The webpage foregrounds the evidence used by the paper's optimizer-choice argument: Stage-1 C4 quality/runtime/memory trade-offs, Stage-2 FineWeb-Edu long-context transfer, and auxiliary O4/O5 stability and robustness probes.
APOLLO, Muon, MARS-Shampoo, and RMNP are competitive on short-context C4, but they occupy different cost regions.
Lion and AdamW are cheap; RMNP is the practical matrix-structured exception close to the efficient frontier.
Adafactor, APOLLO, and GaLore reduce optimizer state, but memory wins do not automatically transfer to harder regimes.

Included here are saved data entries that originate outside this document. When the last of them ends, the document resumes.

//! # Player
//!
//! Plays a materialized event stream in real time against a host-provided
//! [`PlaybackSink`].
//!
//! The player converts absolute event times into delays between consecutive
//! events, waits each delay on a [`Clock`], and dispatches:
//! - note events as `note_on` / `note_off` plus a highlight of the note's span
//! - pause and label-reference events as highlights only
//!
//! Playback can be stopped from another thread through a [`StopHandle`]. A
//! stopped player does not wait any further: every note still sounding gets its
//! `note_off` and every highlight is cleared immediately.
//!
//! The sink is an owned handle passed in by the caller; the player keeps no
//! global output state.

use std::sync::atomic::{AtomicBool, Ordering};
use std::sync::Arc;
use std::thread;
use std::time::Duration;

use tracing::{debug, warn};

use crate::ast::InstructionKind;
use crate::error::TuneError;
use crate::events::TimelineEvent;
use crate::token::SourceSpan;

/// Receiver of note and highlight messages (a MIDI output port, an editor, ...)
pub trait PlaybackSink {
    fn note_on(&mut self, note: u8) -> Result<(), TuneError>;
    fn note_off(&mut self, note: u8) -> Result<(), TuneError>;
    fn highlight(&mut self, span: SourceSpan, on: bool) -> Result<(), TuneError>;
}

/// Source of waiting between events
pub trait Clock {
    fn wait(&mut self, duration: Duration);
}

/// Clock that sleeps the current thread
#[derive(Debug, Default, Clone, Copy)]
pub struct ThreadClock;

impl Clock for ThreadClock {
    fn wait(&mut self, duration: Duration) {
        thread::sleep(duration);
    }
}

/// Shared flag requesting playback to stop
#[derive(Debug, Default, Clone)]
pub struct StopHandle(Arc<AtomicBool>);

impl StopHandle {
    pub fn stop(&self) {
        self.0.store(true, Ordering::SeqCst);
    }

    pub fn is_stopped(&self) -> bool {
        self.0.load(Ordering::SeqCst)
    }
}

/// An event with the delay since the previous event
#[derive(Debug, Clone, PartialEq)]
pub struct ScheduledEvent<'a> {
    pub delay_ms: f64,
    pub event: &'a TimelineEvent,
}

/// Convert absolute event times into delays between consecutive events.
pub fn schedule(events: &[TimelineEvent]) -> Vec<ScheduledEvent<'_>> {
    let mut previous = 0.0;
    events
        .iter()
        .map(|event| {
            let delay_ms = (event.time_ms - previous).max(0.0);
            previous = event.time_ms;
            ScheduledEvent { delay_ms, event }
        })
        .collect()
}

#[derive(Debug, Clone, Copy, PartialEq, Eq, Default)]
pub struct PlaybackReport {
    /// Events dispatched before playback ended
    pub dispatched: usize,
    pub stopped: bool,
}

#[derive(Debug, Default)]
pub struct Player {
    stop: StopHandle,
}

impl Player {
    pub fn new() -> Self {
        Self::default()
    }

    /// Handle that stops this player when triggered
    pub fn stop_handle(&self) -> StopHandle {
        self.stop.clone()
    }

    pub fn play<S, C>(
        &self,
        events: &[TimelineEvent],
        sink: &mut S,
        clock: &mut C,
    ) -> Result<PlaybackReport, TuneError>
    where
        S: PlaybackSink + ?Sized,
        C: Clock + ?Sized,
    {
        let mut active = ActiveOutput::default();
        let mut report = PlaybackReport::default();

        for scheduled in schedule(events) {
            if self.stop.is_stopped() {
                break;
            }
            if scheduled.delay_ms > 0.0 {
                clock.wait(Duration::from_secs_f64(scheduled.delay_ms / 1000.0));
                if self.stop.is_stopped() {
                    break;
                }
            }
            active.dispatch(scheduled.event, sink)?;
            report.dispatched += 1;
        }

        if self.stop.is_stopped() {
            debug!(dispatched = report.dispatched, "playback stopped, releasing output");
            report.stopped = true;
            active.release(sink)?;
        }

        Ok(report)
    }
}

/// Notes sounding and spans highlighted at the current point of playback
#[derive(Debug, Default)]
struct ActiveOutput {
    notes: Vec<u8>,
    highlights: Vec<SourceSpan>,
}

impl ActiveOutput {
    fn dispatch<S: PlaybackSink + ?Sized>(
        &mut self,
        event: &TimelineEvent,
        sink: &mut S,
    ) -> Result<(), TuneError> {
        let span = event.state.instruction.span;

        if let InstructionKind::Note { .. } = event.state.instruction.kind {
            match event.midi_note() {
                Some(note) if event.on => {
                    sink.note_on(note)?;
                    self.notes.push(note);
                }
                Some(note) => {
                    sink.note_off(note)?;
                    remove_one(&mut self.notes, &note);
                }
                None if event.on => {
                    warn!(span = %span, octave = event.state.current_octave, "note is outside the MIDI range, highlighting only");
                }
                None => {}
            }
        }

        sink.highlight(span, event.on)?;
        if event.on {
            self.highlights.push(span);
        } else {
            remove_one(&mut self.highlights, &span);
        }
        Ok(())
    }

    fn release<S: PlaybackSink + ?Sized>(&mut self, sink: &mut S) -> Result<(), TuneError> {
        for note in self.notes.drain(..) {
            sink.note_off(note)?;
        }
        for span in self.highlights.drain(..) {
            sink.highlight(span, false)?;
        }
        Ok(())
    }
}

fn remove_one<T: PartialEq>(items: &mut Vec<T>, item: &T) {
    if let Some(index) = items.iter().position(|i| i == item) {
        items.remove(index);
    }
}

#[cfg(test)]
mod tests {
    use super::*;
    use crate::compile;
    use pretty_assertions::assert_eq;

    #[derive(Debug, Clone, PartialEq)]
    enum Message {
        NoteOn(u8),
        NoteOff(u8),
        Highlight(SourceSpan, bool),
    }

    #[derive(Default)]
    struct RecordingSink {
        messages: Vec<Message>,
    }

    impl RecordingSink {
        fn notes(&self) -> Vec<Message> {
            self.messages
                .iter()
                .filter(|m| !matches!(m, Message::Highlight(..)))
                .cloned()
                .collect()
        }
    }

    impl PlaybackSink for RecordingSink {
        fn note_on(&mut self, note: u8) -> Result<(), TuneError> {
            self.messages.push(Message::NoteOn(note));
            Ok(())
        }

        fn note_off(&mut self, note: u8) -> Result<(), TuneError> {
            self.messages.push(Message::NoteOff(note));
            Ok(())
        }

        fn highlight(&mut self, span: SourceSpan, on: bool) -> Result<(), TuneError> {
            self.messages.push(Message::Highlight(span, on));
            Ok(())
        }
    }

    /// Records waits; triggers `stop` once `stop_after` waits have happened
    #[derive(Default)]
    struct FakeClock {
        waits: Vec<Duration>,
        stop_after: Option<(usize, StopHandle)>,
    }

    impl Clock for FakeClock {
        fn wait(&mut self, duration: Duration) {
            self.waits.push(duration);
            if let Some((limit, handle)) = &self.stop_after {
                if self.waits.len() >= *limit {
                    handle.stop();
                }
            }
        }
    }

    #[test]
    fn test_schedule_uses_deltas() {
        let events = compile("/ l4 c l8 e / g").unwrap();
        let delays: Vec<f64> = schedule(&events).iter().map(|s| s.delay_ms).collect();
        assert_eq!(delays, vec![0.0, 0.0, 250.0, 250.0, 0.0, 250.0]);
    }

    #[test]
    fn test_play_sends_notes_in_order() {
        let events = compile("c d").unwrap();
        let mut sink = RecordingSink::default();
        let mut clock = FakeClock::default();

        let report = Player::new().play(&events, &mut sink, &mut clock).unwrap();

        assert_eq!(
            report,
            PlaybackReport {
                dispatched: 4,
                stopped: false
            }
        );
        assert_eq!(
            sink.notes(),
            vec![
                Message::NoteOn(48),
                Message::NoteOff(48),
                Message::NoteOn(50),
                Message::NoteOff(50),
            ]
        );
        assert_eq!(
            clock.waits,
            vec![Duration::from_millis(250), Duration::from_millis(250)]
        );
    }

    #[test]
    fn test_pause_only_highlights() {
        let events = compile("p8").unwrap();
        let mut sink = RecordingSink::default();
        Player::new()
            .play(&events, &mut sink, &mut FakeClock::default())
            .unwrap();
        assert_eq!(
            sink.messages,
            vec![
                Message::Highlight(SourceSpan::new(0, 2), true),
                Message::Highlight(SourceSpan::new(0, 2), false),
            ]
        );
    }

    #[test]
    fn test_stop_flushes_sounding_notes() {
        // The chord's c (500ms) is still sounding when e ends at 250ms
        let events = compile("/ l4 c l8 e / g").unwrap();
        let player = Player::new();
        let mut sink = RecordingSink::default();
        let mut clock = FakeClock {
            waits: Vec::new(),
            stop_after: Some((1, player.stop_handle())),
        };

        let report = player.play(&events, &mut sink, &mut clock).unwrap();

        assert!(report.stopped);
        assert_eq!(report.dispatched, 2);
        assert_eq!(clock.waits.len(), 1);
        assert_eq!(
            sink.notes(),
            vec![
                Message::NoteOn(48),
                Message::NoteOn(52),
                Message::NoteOff(48),
                Message::NoteOff(52),
            ]
        );
        // Every highlight that was turned on is turned off again
        let on = sink
            .messages
            .iter()
            .filter(|m| matches!(m, Message::Highlight(_, true)))
            .count();
        let off = sink
            .messages
            .iter()
            .filter(|m| matches!(m, Message::Highlight(_, false)))
            .count();
        assert_eq!(on, off);
    }

    #[test]
    fn test_stopped_before_start_sends_nothing() {
        let events = compile("c d e").unwrap();
        let player = Player::new();
        player.stop_handle().stop();
        let mut sink = RecordingSink::default();

        let report = player
            .play(&events, &mut sink, &mut FakeClock::default())
            .unwrap();

        assert!(report.stopped);
        assert_eq!(report.dispatched, 0);
        assert!(sink.messages.is_empty());
    }

    #[test]
    fn test_out_of_range_note_is_highlighted_only() {
        let events = compile("o11 g").unwrap();
        let mut sink = RecordingSink::default();
        Player::new()
            .play(&events, &mut sink, &mut FakeClock::default())
            .unwrap();
        assert!(sink.notes().is_empty());
        assert_eq!(sink.messages.len(), 2);
    }

    #[test]
    fn test_sink_error_aborts_playback() {
        struct FailingSink;
        impl PlaybackSink for FailingSink {
            fn note_on(&mut self, _note: u8) -> Result<(), TuneError> {
                Err(TuneError::Output("port closed".to_string()))
            }
            fn note_off(&mut self, _note: u8) -> Result<(), TuneError> {
                Ok(())
            }
            fn highlight(&mut self, _span: SourceSpan, _on: bool) -> Result<(), TuneError> {
                Ok(())
            }
        }

        let events = compile("c").unwrap();
        let err = Player::new()
            .play(&events, &mut FailingSink, &mut FakeClock::default())
            .unwrap_err();
        assert_eq!(err, TuneError::Output("port closed".to_string()));
    }
}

FineWeb-Edu 32k turns optimizer choice into a cross-architecture stability question rather than an absolute PPL ranking.
No optimizer dominates every objective frontier.

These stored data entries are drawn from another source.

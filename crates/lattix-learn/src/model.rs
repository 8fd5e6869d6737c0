//! Trained model handed back by the learner or loaded from disk.

use crate::embeddings::EmbeddingMatrix;
use crate::error::{Error, Result};
use crate::optimizer::OptimizerState;
use crate::scoring::ScoringStrategy;

/// Entity and relation embeddings, plus AdaGrad state when it was kept.
#[derive(Debug)]
pub struct TrainedModel {
    pub entities: EmbeddingMatrix,
    pub relations: EmbeddingMatrix,
    pub optimizer: Option<OptimizerState>,
}

impl TrainedModel {
    pub fn new(entities: EmbeddingMatrix, relations: EmbeddingMatrix) -> Result<Self> {
        if entities.dim() != relations.dim() {
            return Err(Error::Shape(format!(
                "entity dim {} differs from relation dim {}",
                entities.dim(),
                relations.dim()
            )));
        }
        Ok(Self {
            entities,
            relations,
            optimizer: None,
        })
    }

    pub fn with_optimizer(mut self, state: OptimizerState) -> Result<Self> {
        state.check_shape(self.num_entities(), self.num_relations(), self.dim())?;
        self.optimizer = Some(state);
        Ok(self)
    }

    pub fn dim(&self) -> usize {
        self.entities.dim()
    }

    pub fn num_entities(&self) -> usize {
        self.entities.len()
    }

    pub fn num_relations(&self) -> usize {
        self.relations.len()
    }

    /// Distance of `(head, relation, tail)` under `strategy`.
    pub fn distance(&self, strategy: &dyn ScoringStrategy, head: u64, relation: u64, tail: u64) -> Result<f32> {
        if head as usize >= self.num_entities() || tail as usize >= self.num_entities() {
            return Err(Error::Shape(format!(
                "entity id out of range 0..{}",
                self.num_entities()
            )));
        }
        if relation as usize >= self.num_relations() {
            return Err(Error::Shape(format!(
                "relation id {relation} out of range 0..{}",
                self.num_relations()
            )));
        }
        Ok(strategy.distance(
            &self.entities.row(head),
            &self.relations.row(relation),
            &self.entities.row(tail),
        ))
    }
}

#[cfg(test)]
mod tests {
    use super::*;
    use crate::scoring::TransE;

    #[test]
    fn test_distance_checks_ids() {
        let e = EmbeddingMatrix::from_vec(2, 1, vec![0.0, 1.0]).unwrap();
        let r = EmbeddingMatrix::from_vec(1, 1, vec![1.0]).unwrap();
        let model = TrainedModel::new(e, r).unwrap();
        let s = TransE::l1();
        assert_eq!(model.distance(&s, 0, 0, 1).unwrap(), 0.0);
        assert!(model.distance(&s, 2, 0, 1).is_err());
        assert!(model.distance(&s, 0, 1, 1).is_err());
    }

    #[test]
    fn test_rejects_mismatched_dims() {
        let e = EmbeddingMatrix::new(2, 2);
        let r = EmbeddingMatrix::new(1, 3);
        assert!(TrainedModel::new(e, r).is_err());
    }
}
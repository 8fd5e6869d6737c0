use thiserror::Error;

/// Errors that can occur in lattix-learn.
#[derive(Error, Debug)]
pub enum Error {
    /// IO error.
    #[error("IO error: {0}")]
    Io(#[from] std::io::Error),
    /// JSON serialization error.
    #[error("Serialization error: {0}")]
    Serialization(#[from] serde_json::Error),
    /// Invalid or missing hyperparameter. Raised before any thread starts.
    #[error("Configuration error: {0}")]
    Config(String),
    /// Matrix or vector dimensions do not agree.
    #[error("Shape mismatch: {0}")]
    Shape(String),
    /// Stored model is malformed.
    #[error("Invalid model format: {0}")]
    Format(String),
    /// A checkpoint could not be written.
    #[error("Checkpoint failed: {0}")]
    Checkpoint(String),
    /// The validation hook failed.
    #[error("Validation error: {0}")]
    Validation(String),
    /// A training or store thread panicked.
    #[error("Worker thread panicked: {0}")]
    WorkerPanic(String),
}

impl Error {
    pub(crate) fn config(msg: impl Into<String>) -> Self {
        Self::Config(msg.into())
    }
}

/// Result type alias for lattix-learn.
pub type Result<T> = std::result::Result<T, Error>;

Structured-matrix methods transfer stably but can be expensive; state-compressed methods can win memory under short contexts but degrade as input complexity grows; rankings cross systematically across domains.
Strongest long-context cross-scenario quality, but its runtime and optimizer-state memory make it a quality ceiling, not a default.
Matrix geometry is useful but architecture-aware: RMNP is the balanced option, while Muon is mechanistically interpretable.
State compression is attractive under memory pressure, but APOLLO's short-context win collapses under long context.
AdamW remains the stable reference anchor; Lion is cheap for exploration but carries an expected quality gap.
| Scenario | Standard Muon | Symmetric LR Scaling | Post-NS Nesterov | Both combined | Best config. |
|---|---|---|---|---|---|
| Standard Transformer: gains are stackable | |||||
| C4-LLaMA3, 350M | 16.60 | 16.52 | 16.57 | 16.51 | Both combined |
| C4-LLaMA3, 1B | 13.72 | 13.64 | 13.64 | 13.58 | Both combined |
| Linear attention: stacking effect disappears | |||||
| FineWeb-Edu-32k, GDN-340M | 24.26 | 24.02 | 24.12 | 24.12 | Symmetric LR Scaling |
Choose the optimizer by the binding constraint.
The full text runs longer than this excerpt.